# Requirement:
Retype every record below exactly as it is written.

# Data for this exercise:
//! API routes

pub mod auth;
pub mod bot;
pub mod chats;
pub mod health;

use axum::{
    routing::{get, post},
    Router,
};
use tower_http::{cors::CorsLayer, trace::TraceLayer};

use crate::{state::AppState, websocket::ws_handler};

/// Create all API routes
pub fn create_router(state: AppState) -> Router {
    // Health check routes (at root level for infrastructure monitoring)
    let health_routes = Router::new()
        .route("/health", get(health::health))
        .route("/health/live", get(health::liveness))
        .route("/health/ready", get(health::readiness));

    // Bot and staff API routes - under /api/v1
    let api_routes = Router::new()
        .route("/bot/create-request/", post(bot::create_request))
        .route("/auth/login/", post(auth::login))
        .route("/chats/get-group-list/", get(chats::get_group_list))
        .route("/chats/get-chat-list/", post(chats::get_chat_list))
        .route("/chats/get-chat-messages/", post(chats::get_chat_messages));

    // Room sockets authenticate themselves during the handshake
    let ws_routes = Router::new().route("/ws/chat/*path", get(ws_handler));

    Router::new()
        .merge(health_routes)
        .nest("/api/v1", api_routes)
        .merge(ws_routes)
        .layer(TraceLayer::new_for_http())
        .layer(CorsLayer::permissive())
        .with_state(state)
}
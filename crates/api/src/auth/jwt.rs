//! Session token (JWT) generation and validation

use jsonwebtoken::{decode, encode, Algorithm, DecodingKey, EncodingKey, Header, Validation};
use serde::{Deserialize, Serialize};
use time::{Duration, OffsetDateTime};
use uuid::Uuid;

/// Clock skew tolerated when checking `exp`, in seconds
const LEEWAY_SECONDS: u64 = 60;

/// Claims carried by a staff session token
#[derive(Debug, Clone, Serialize, Deserialize)]
pub struct Claims {
    /// Principal (users.id)
    pub user_id: Uuid,
    /// Issued at
    pub iat: i64,
    /// Expiration
    pub exp: i64,
    /// JWT ID
    pub jti: String,
}

/// JWT manager for session token operations
#[derive(Clone)]
pub struct JwtManager {
    encoding_key: EncodingKey,
    decoding_key: DecodingKey,
    access_token_expiry_hours: i64,
}

impl JwtManager {
    /// Create a new JWT manager
    pub fn new(secret: &str, access_token_expiry_hours: i64) -> Self {
        Self {
            encoding_key: EncodingKey::from_secret(secret.as_bytes()),
            decoding_key: DecodingKey::from_secret(secret.as_bytes()),
            access_token_expiry_hours,
        }
    }

    /// Generate an access token for a principal
    pub fn generate_access_token(&self, user_id: Uuid) -> Result<String, JwtError> {
        let now = OffsetDateTime::now_utc();
        let exp = now + Duration::hours(self.access_token_expiry_hours);

        self.encode_claims(&Claims {
            user_id,
            iat: now.unix_timestamp(),
            exp: exp.unix_timestamp(),
            jti: Uuid::new_v4().to_string(),
        })
    }

    pub(crate) fn encode_claims(&self, claims: &Claims) -> Result<String, JwtError> {
        // Explicit algorithm prevents algorithm confusion attacks
        encode(&Header::new(Algorithm::HS256), claims, &self.encoding_key)
            .map_err(|e| JwtError::Encoding(e.to_string()))
    }

    /// Validate and decode a token
    pub fn validate_token(&self, token: &str) -> Result<Claims, JwtError> {
        let mut validation = Validation::new(Algorithm::HS256);
        validation.leeway = LEEWAY_SECONDS;

        decode::<Claims>(token, &self.decoding_key, &validation)
            .map(|data| data.claims)
            .map_err(|e| match e.kind() {
                jsonwebtoken::errors::ErrorKind::ExpiredSignature => JwtError::Expired,
                jsonwebtoken::errors::ErrorKind::InvalidToken => JwtError::Invalid,
                jsonwebtoken::errors::ErrorKind::InvalidAlgorithm => JwtError::Invalid,
                jsonwebtoken::errors::ErrorKind::InvalidSignature => JwtError::Invalid,
                _ => JwtError::Validation(e.to_string()),
            })
    }

    /// Get access token expiry in seconds
    pub fn access_token_expiry_seconds(&self) -> i64 {
        self.access_token_expiry_hours * 3600
    }
}

#[derive(Debug, thiserror::Error)]
pub enum JwtError {
    #[error("Token has expired")]
    Expired,
    #[error("Invalid token")]
    Invalid,
    #[error("Token encoding failed: {0}")]
    Encoding(String),
    #[error("Token validation failed: {0}")]
    Validation(String),
}

#[cfg(test)]
#[allow(clippy::unwrap_used, clippy::expect_used)]
mod tests {
    use super::*;

    const SECRET: &str = "test-secret-key-at-least-32-chars!";

    #[test]
    fn test_token_generation_and_validation() {
        let jwt = JwtManager::new(SECRET, 24);
        let user_id = Uuid::new_v4();

        let token = jwt.generate_access_token(user_id).expect("Failed to generate token");
        let claims = jwt.validate_token(&token).expect("Invalid token");

        assert_eq!(claims.user_id, user_id);
        assert!(claims.exp > claims.iat);
        assert!(!claims.jti.is_empty());
        assert_eq!(jwt.access_token_expiry_seconds(), 24 * 3600);
    }

    #[test]
    fn test_expired_token_rejected() {
        let jwt = JwtManager::new(SECRET, 24);
        let issued = OffsetDateTime::now_utc() - Duration::hours(2);
        let token = jwt
            .encode_claims(&Claims {
                user_id: Uuid::new_v4(),
                iat: issued.unix_timestamp(),
                exp: (issued + Duration::hours(1)).unix_timestamp(),
                jti: Uuid::new_v4().to_string(),
            })
            .unwrap();

        assert!(matches!(jwt.validate_token(&token), Err(JwtError::Expired)));
    }

    #[test]
    fn test_foreign_signature_rejected() {
        let ours = JwtManager::new(SECRET, 24);
        let theirs = JwtManager::new("another-secret-key-at-least-32-chars", 24);
        let token = theirs.generate_access_token(Uuid::new_v4()).unwrap();

        assert!(ours.validate_token(&token).is_err());
        assert!(ours.validate_token("not.a.jwt").is_err());
    }
}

# Solution:
//! API routes

pub mod auth;
pub mod bot;
pub mod chats;
pub mod health;

use axum::{
    routing::{get, post},
    Router,
};
use tower_http::{cors::CorsLayer, trace::TraceLayer};

use crate::{state::AppState, websocket::ws_handler};

/// Create all API routes
pub fn create_router(state: AppState) -> Router {
    // Health check routes (at root level for infrastructure monitoring)
    let health_routes = Router::new()
        .route("/health", get(health::health))
        .route("/health/live", get(health::liveness))
        .route("/health/ready", get(health::readiness));

    // Bot and staff API routes - under /api/v1
    let api_routes = Router::new()
        .route("/bot/create-request/", post(bot::create_request))
        .route("/auth/login/", post(auth::login))
        .route("/chats/get-group-list/", get(chats::get_group_list))
        .route("/chats/get-chat-list/", post(chats::get_chat_list))
        .route("/chats/get-chat-messages/", post(chats::get_chat_messages));

    // Room sockets authenticate themselves during the handshake
    let ws_routes = Router::new().route("/ws/chat/*path", get(ws_handler));

    Router::new()
        .merge(health_routes)
        .nest("/api/v1", api_routes)
        .merge(ws_routes)
        .layer(TraceLayer::new_for_http())
        .layer(CorsLayer::permissive())
        .with_state(state)
}
filename crates/api/src/auth/jwt.rs
//! Session token (JWT) generation and validation

use jsonwebtoken::{decode, encode, Algorithm, DecodingKey, EncodingKey, Header, Validation};
use serde::{Deserialize, Serialize};
use time::{Duration, OffsetDateTime};
use uuid::Uuid;

/// Clock skew tolerated when checking `exp`, in seconds
const LEEWAY_SECONDS: u64 = 60;

/// Claims carried by a staff session token
#[derive(Debug, Clone, Serialize, Deserialize)]
pub struct Claims {
    /// Principal (users.id)
    pub user_id: Uuid,
    /// Issued at
    pub iat: i64,
    /// Expiration
    pub exp: i64,
    /// JWT ID
    pub jti: String,
}

/// JWT manager for session token operations
#[derive(Clone)]
pub struct JwtManager {
    encoding_key: EncodingKey,
    decoding_key: DecodingKey,
    access_token_expiry_hours: i64,
}

impl JwtManager {
    /// Create a new JWT manager
    pub fn new(secret: &str, access_token_expiry_hours: i64) -> Self {
        Self {
            encoding_key: EncodingKey::from_secret(secret.as_bytes()),
            decoding_key: DecodingKey::from_secret(secret.as_bytes()),
            access_token_expiry_hours,
        }
    }

    /// Generate an access token for a principal
    pub fn generate_access_token(&self, user_id: Uuid) -> Result<String, JwtError> {
        let now = OffsetDateTime::now_utc();
        let exp = now + Duration::hours(self.access_token_expiry_hours);

        self.encode_claims(&Claims {
            user_id,
            iat: now.unix_timestamp(),
            exp: exp.unix_timestamp(),
            jti: Uuid::new_v4().to_string(),
        })
    }

    pub(crate) fn encode_claims(&self, claims: &Claims) -> Result<String, JwtError> {
        // Explicit algorithm prevents algorithm confusion attacks
        encode(&Header::new(Algorithm::HS256), claims, &self.encoding_key)
            .map_err(|e| JwtError::Encoding(e.to_string()))
    }

    /// Validate and decode a token
    pub fn validate_token(&self, token: &str) -> Result<Claims, JwtError> {
        let mut validation = Validation::new(Algorithm::HS256);
        validation.leeway = LEEWAY_SECONDS;

        decode::<Claims>(token, &self.decoding_key, &validation)
            .map(|data| data.claims)
            .map_err(|e| match e.kind() {
                jsonwebtoken::errors::ErrorKind::ExpiredSignature => JwtError::Expired,
                jsonwebtoken::errors::ErrorKind::InvalidToken => JwtError::Invalid,
                jsonwebtoken::errors::ErrorKind::InvalidAlgorithm => JwtError::Invalid,
                jsonwebtoken::errors::ErrorKind::InvalidSignature => JwtError::Invalid,
                _ => JwtError::Validation(e.to_string()),
            })
    }

    /// Get access token expiry in seconds
    pub fn access_token_expiry_seconds(&self) -> i64 {
        self.access_token_expiry_hours * 3600
    }
}

#[derive(Debug, thiserror::Error)]
pub enum JwtError {
    #[error("Token has expired")]
    Expired,
    #[error("Invalid token")]
    Invalid,
    #[error("Token encoding failed: {0}")]
    Encoding(String),
    #[error("Token validation failed: {0}")]
    Validation(String),
}

#[cfg(test)]
#[allow(clippy::unwrap_used, clippy::expect_used)]
mod tests {
    use super::*;

    const SECRET: &str = "test-secret-key-at-least-32-chars!";

    #[test]
    fn test_token_generation_and_validation() {
        let jwt = JwtManager::new(SECRET, 24);
        let user_id = Uuid::new_v4();

        let token = jwt.generate_access_token(user_id).expect("Failed to generate token");
        let claims = jwt.validate_token(&token).expect("Invalid token");

        assert_eq!(claims.user_id, user_id);
        assert!(claims.exp > claims.iat);
        assert!(!claims.jti.is_empty());
        assert_eq!(jwt.access_token_expiry_seconds(), 24 * 3600);
    }

    #[test]
    fn test_expired_token_rejected() {
        let jwt = JwtManager::new(SECRET, 24);
        let issued = OffsetDateTime::now_utc() - Duration::hours(2);
        let token = jwt
            .encode_claims(&Claims {
                user_id: Uuid::new_v4(),
                iat: issued.unix_timestamp(),
                exp: (issued + Duration::hours(1)).unix_timestamp(),
                jti: Uuid::new_v4().to_string(),
            })
            .unwrap();

        assert!(matches!(jwt.validate_token(&token), Err(JwtError::Expired)));
    }

    #[test]
    fn test_foreign_signature_rejected() {
        let ours = JwtManager::new(SECRET, 24);
        let theirs = JwtManager::new("another-secret-key-at-least-32-chars", 24);
        let token = theirs.generate_access_token(Uuid::new_v4()).unwrap();

        assert!(ours.validate_token(&token).is_err());
        assert!(ours.validate_token("not.a.jwt").is_err());
    }
}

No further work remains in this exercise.